3 – Leveraging the Community for Innovation

A few years ago, it would have been hard to imagine the White House launching a National Day of Civic Hacking or that one of the most influential forces shaping the government of the future would be an organization called Code for America. A bunch of coders with computer science degrees shaping government?

That’s innovation and it’s part of a bold vision first introduced to the world in 2010 by Tim O’Reilly, open source advocate and founder of O’Reilly Media, Inc. He called the vision “Government as Platform.”

This innovation ecosystem is also powered by community activists and advocacy groups influencing policy and, increasingly, government organizations.

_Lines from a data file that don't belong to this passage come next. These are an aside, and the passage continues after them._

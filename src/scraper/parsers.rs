use crate::error::ExportError;
use crate::models::RawRow;
use scraper::{ElementRef, Html, Selector};
use std::collections::HashMap;
use tracing::debug;

use super::cleaner::normalise_symbol;

// ── Constituent table ─────────────────────────────────────────────────────────

/// Extract the rows of the first table that has a "Symbol" header and at
/// least one row with a non-empty symbol.
///
/// The header row is the first row of the table, `th` or `td` cells alike.
/// A Symbol table without usable rows is skipped rather than returned empty.
pub fn extract_constituent_table(html: &str) -> Result<Vec<RawRow>, ExportError> {
    let doc = Html::parse_document(html);
    let table_sel =
        Selector::parse("table").map_err(|e| ExportError::Selector(format!("table: {e:?}")))?;

    for (n, table) in doc.select(&table_sel).enumerate() {
        let rows = table_rows(table);
        let Some((header_row, body)) = rows.split_first() else { continue };

        let headers = row_cells(*header_row);
        let Some(symbol_idx) = headers.iter().position(|h| h.eq_ignore_ascii_case("symbol")) else {
            continue;
        };

        let parsed: Vec<RawRow> = body
            .iter()
            .filter_map(|tr| build_row(&headers, symbol_idx, row_cells(*tr)))
            .collect();

        if parsed.is_empty() {
            debug!("Table {} has a Symbol column but no rows, skipping", n);
            continue;
        }

        debug!("Table {}: {} rows, headers {:?}", n, parsed.len(), headers);
        return Ok(parsed);
    }

    Err(ExportError::NoTableFound)
}

/// Rows that belong to this table, in document order. Rows of nested
/// tables are left out.
fn table_rows(table: ElementRef<'_>) -> Vec<ElementRef<'_>> {
    let mut rows = Vec::new();
    for child in table.children().filter_map(ElementRef::wrap) {
        match child.value().name() {
            "tr" => rows.push(child),
            "thead" | "tbody" | "tfoot" => rows.extend(
                child
                    .children()
                    .filter_map(ElementRef::wrap)
                    .filter(|el| el.value().name() == "tr"),
            ),
            _ => {}
        }
    }
    rows
}

fn row_cells(tr: ElementRef<'_>) -> Vec<String> {
    tr.children()
        .filter_map(ElementRef::wrap)
        .filter(|el| matches!(el.value().name(), "th" | "td"))
        .map(cell_text)
        .collect()
}

/// Cell text with surrounding whitespace trimmed and inner runs collapsed.
fn cell_text(el: ElementRef<'_>) -> String {
    el.text()
        .collect::<String>()
        .split_whitespace()
        .collect::<Vec<_>>()
        .join(" ")
}

fn build_row(headers: &[String], symbol_idx: usize, cells: Vec<String>) -> Option<RawRow> {
    let symbol = cells.get(symbol_idx).map(|s| normalise_symbol(s))?;
    if symbol.is_empty() {
        return None;
    }

    let mut map = HashMap::with_capacity(cells.len());
    for (i, cell) in cells.into_iter().enumerate() {
        let header = match headers.get(i) {
            Some(h) => h.clone(),
            None => format!("column_{i}"),
        };
        // first cell wins on duplicate header names
        map.entry(header).or_insert(cell);
    }

    Some(RawRow { symbol, cells: map })
}

// ── Tests ─────────────────────────────────────────────────────────────────────
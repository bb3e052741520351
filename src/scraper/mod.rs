pub mod cleaner;
pub mod http_client;
pub mod parsers;
#[cfg(test)]
pub(crate) mod testing;

use crate::models::RawRow;
use anyhow::{Context, Result};
use async_trait::async_trait;
use tracing::{debug, info};

use self::http_client::HttpClient;
use self::parsers::extract_constituent_table;

// ── Source trait ──────────────────────────────────────────────────────────────

/// Swappable source of index constituent rows.
#[async_trait]
pub trait IndexPageSource: Send + Sync {
    async fn fetch_constituent_rows(&self, url: &str) -> Result<Vec<RawRow>>;
}

// ── Wikipedia scraper ─────────────────────────────────────────────────────────

pub struct WikiTableScraper {
    client: HttpClient,
}

impl WikiTableScraper {
    pub fn new(client: HttpClient) -> Self {
        Self { client }
    }
}

#[async_trait]
impl IndexPageSource for WikiTableScraper {
    async fn fetch_constituent_rows(&self, url: &str) -> Result<Vec<RawRow>> {
        debug!("Fetching constituent page: {}", url);

        let html = self.client.get_text(url).await?;
        let rows = extract_constituent_table(&html)
            .with_context(|| format!("Failed to read constituents from {}", url))?;

        info!("{}: {} constituents", url, rows.len());
        Ok(rows)
    }
}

They are  pooling their data to create converged data portals that combine information resources from neighboring jurisdictions, and even at a national level.

Hear O’Reilly describe “Government as a Platform.

Enabling civic developers

Would you like to see restaurant health inspection data on Yelp? How about receiving an alert when a product you bought for your child gets recalled? Would you be willing to adopt a fire hydrant and commit to keeping it visible and available when heavy snow falls in your town?

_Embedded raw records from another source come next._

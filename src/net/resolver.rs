use crate::util::is_disallowed_ip;
use reqwest::dns::{Addrs, Name, Resolve, Resolving};
use std::net::{IpAddr, SocketAddr};
use std::sync::Arc;
use thiserror::Error;

type BoxError = Box<dyn std::error::Error + Send + Sync>;

/// Every address a hostname resolved to was inside a disallowed range.
#[derive(Debug, Error)]
#[error("{host} resolves to disallowed address {addr}")]
pub struct BlockedAddress {
    pub host: String,
    pub addr: IpAddr,
}

/// DNS resolver that only hands public addresses to the connector.
///
/// The check runs on the numeric addresses the connector will actually dial,
/// so a hostname that resolves (or later re-resolves) to an internal address
/// cannot slip past a name-based check.
///
/// Lookups go through the system resolver unless another [`Resolve`] is
/// wrapped with [`GuardedResolver::wrapping`]; its answers are filtered the
/// same way.
#[derive(Clone, Default)]
pub struct GuardedResolver {
    inner: Option<Arc<dyn Resolve>>,
}

impl GuardedResolver {
    pub fn wrapping(inner: Arc<dyn Resolve>) -> Self {
        Self { inner: Some(inner) }
    }
}

impl std::fmt::Debug for GuardedResolver {
    fn fmt(&self, f: &mut std::fmt::Formatter<'_>) -> std::fmt::Result {
        f.debug_struct("GuardedResolver")
            .field("system_lookup", &self.inner.is_none())
            .finish()
    }
}

impl Resolve for GuardedResolver {
    fn resolve(&self, name: Name) -> Resolving {
        let host = name.as_str().to_owned();
        let inner = self.inner.clone();
        Box::pin(async move {
            let resolved: Vec<SocketAddr> = match inner {
                Some(inner) => inner.resolve(name).await?.collect(),
                None => tokio::net::lookup_host((host.as_str(), 0)).await?.collect(),
            };
            let addrs = filter_addrs(&host, resolved)?;
            Ok::<Addrs, BoxError>(Box::new(addrs.into_iter()))
        })
    }
}

/// Drops disallowed addresses, failing when nothing dialable remains.
fn filter_addrs(host: &str, resolved: Vec<SocketAddr>) -> Result<Vec<SocketAddr>, BoxError> {
    let (allowed, blocked): (Vec<_>, Vec<_>) = resolved
        .into_iter()
        .partition(|addr| !is_disallowed_ip(&addr.ip()));

    if let Some(first_blocked) = blocked.first() {
        tracing::debug!(
            host = %host,
            blocked = blocked.len(),
            allowed = allowed.len(),
            "Dropped disallowed addresses from DNS answer"
        );
        if allowed.is_empty() {
            return Err(Box::new(BlockedAddress {
                host: host.to_owned(),
                addr: first_blocked.ip(),
            }));
        }
    }

    if allowed.is_empty() {
        return Err(format!("no addresses found for {host}").into());
    }
    Ok(allowed)
}
use anyhow::{Context, Result};
use clap::{Parser, Subcommand};
use feedfinder::config::Config;
use feedfinder::server::{self, ApiError, AppState, ErrorBody};
use std::path::PathBuf;
use tracing_subscriber::EnvFilter;

#[derive(Parser, Debug)]
#[command(name = "feedfinder", version, about = "Find the RSS, Atom and JSON feeds of a website")]
struct Cli {
    /// TOML config file (missing file means defaults)
    #[arg(long, global = true, value_name = "FILE")]
    config: Option<PathBuf>,

    /// Log as JSON lines instead of human-readable text
    #[arg(long, global = true)]
    json: bool,

    #[command(subcommand)]
    command: Command,
}

#[derive(Subcommand, Debug)]
enum Command {
    /// Run the HTTP API
    Serve {
        /// Address to bind, overriding the config file
        #[arg(long, value_name = "ADDR")]
        listen: Option<String>,
    },
    /// Discover feeds for one URL and print the result as JSON
    Find {
        /// Site or page URL; `http://` is assumed when no scheme is given
        url: String,
    },
}

fn init_tracing(json: bool) {
    let filter = EnvFilter::try_from_default_env().unwrap_or_else(|_| EnvFilter::new("info"));
    let builder = tracing_subscriber::fmt()
        .with_env_filter(filter)
        .with_writer(std::io::stderr);
    if json {
        builder.json().init();
    } else {
        builder.init();
    }
}

fn load_config(path: Option<&PathBuf>) -> Result<Config> {
    let config = match path {
        Some(path) => Config::load(path)
            .with_context(|| format!("Failed to load config from {}", path.display()))?,
        None => Config::default(),
    };
    let config = config.apply_env();
    config.validate().context("Invalid configuration")?;
    Ok(config)
}

#[tokio::main]
async fn main() -> Result<()> {
    let cli = Cli::parse();
    init_tracing(cli.json);

    let mut config = load_config(cli.config.as_ref())?;

    match cli.command {
        Command::Serve { listen } => {
            if let Some(listen) = listen {
                config.listen = listen;
            }
            server::run(&config).await?;
        }
        Command::Find { url } => {
            let state = AppState::from_config(&config).context("Failed to build HTTP client")?;
            match state.find(Some(&url)).await {
                Ok(envelope) => println!("{}", serde_json::to_string_pretty(&envelope)?),
                Err(ApiError::BadRequest(e)) => {
                    let body = ErrorBody {
                        error: e.to_string(),
                    };
                    println!("{}", serde_json::to_string_pretty(&body)?);
                    std::process::exit(2);
                }
                Err(e) => return Err(e.into()),
            }
        }
    }

    Ok(())
}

Civic developers are already creating applications with government data so that these possibilities can become a reality. As long as the data is accessible and available in formats they can use, civic developers can make all sorts of useful services possible. (More on that in Chapter 8.)

This tremendous potential for innovation in this developer community should compel every government organization to join the movement and contribute their data to the next generation of citizen services.

Check out these leaders in the civic developer community:

Support open government advocates

Much of our public discourse about the issues of our time – the U.S. federal deficit, gun control, and the influence of money in politics – happens in a “fact vacuum.” Too often we rely on ideology and preconceived ideas to come up with solutions rather than facts.

Why not shine some data on these issues? That’s exactly what organizations like the SunLight Foundation and Socrata customer Taxpayers for Common Sense (TPCS) are doing. The Sunlight Foundation works to make “public” data mean “online” data. Taxpayers for Common Sense researches and reports on how federal dollars are actually spent, among many things. More community organizers, often paired up with developers, are building even more grassroots efforts in support of open government initiatives in their city, county, state, or country.

Old methods of feeding information to concerned citizens, like fulfilling Freedom of Information Act (FOIA) request one-by-one, are being sped up dramatically by creating sources of machine-readable data. Not only are citizens empowered with the tools they need to create positive change, but government agencies can hopefully reduce the workload caused by one-off public information requests.

 

Problem solving starts with the city next door

There is a tremendous new opportunity made possible by open data: sharing of data between neighboring cities, counties, and states, as well as pooling data to create national resources like cities.data.gov. We call this pooling of data “federation.” 

A real-life example of data federation has occurred in and around Chicago. Not too long ago, if you lived in the city and you were looking for healthcare information, you had to go websites for Chicago, Cook County, and the state of Illinois, separately. Fortunately, Chicago, Cook County and the state of Illinois decided to take the bold step of creating a converged open data site that combines their data and gives residents one interface to all three governments’ data called MetroChicagoData.

We think this is an exciting improvement to the citizen experience. It is especially exciting that federation of data can be accomplished so easily with current technologies.

We believe that further data federation will lead to breakthrough insights for cities, counties, and states in specific domains like health, public safety, and more.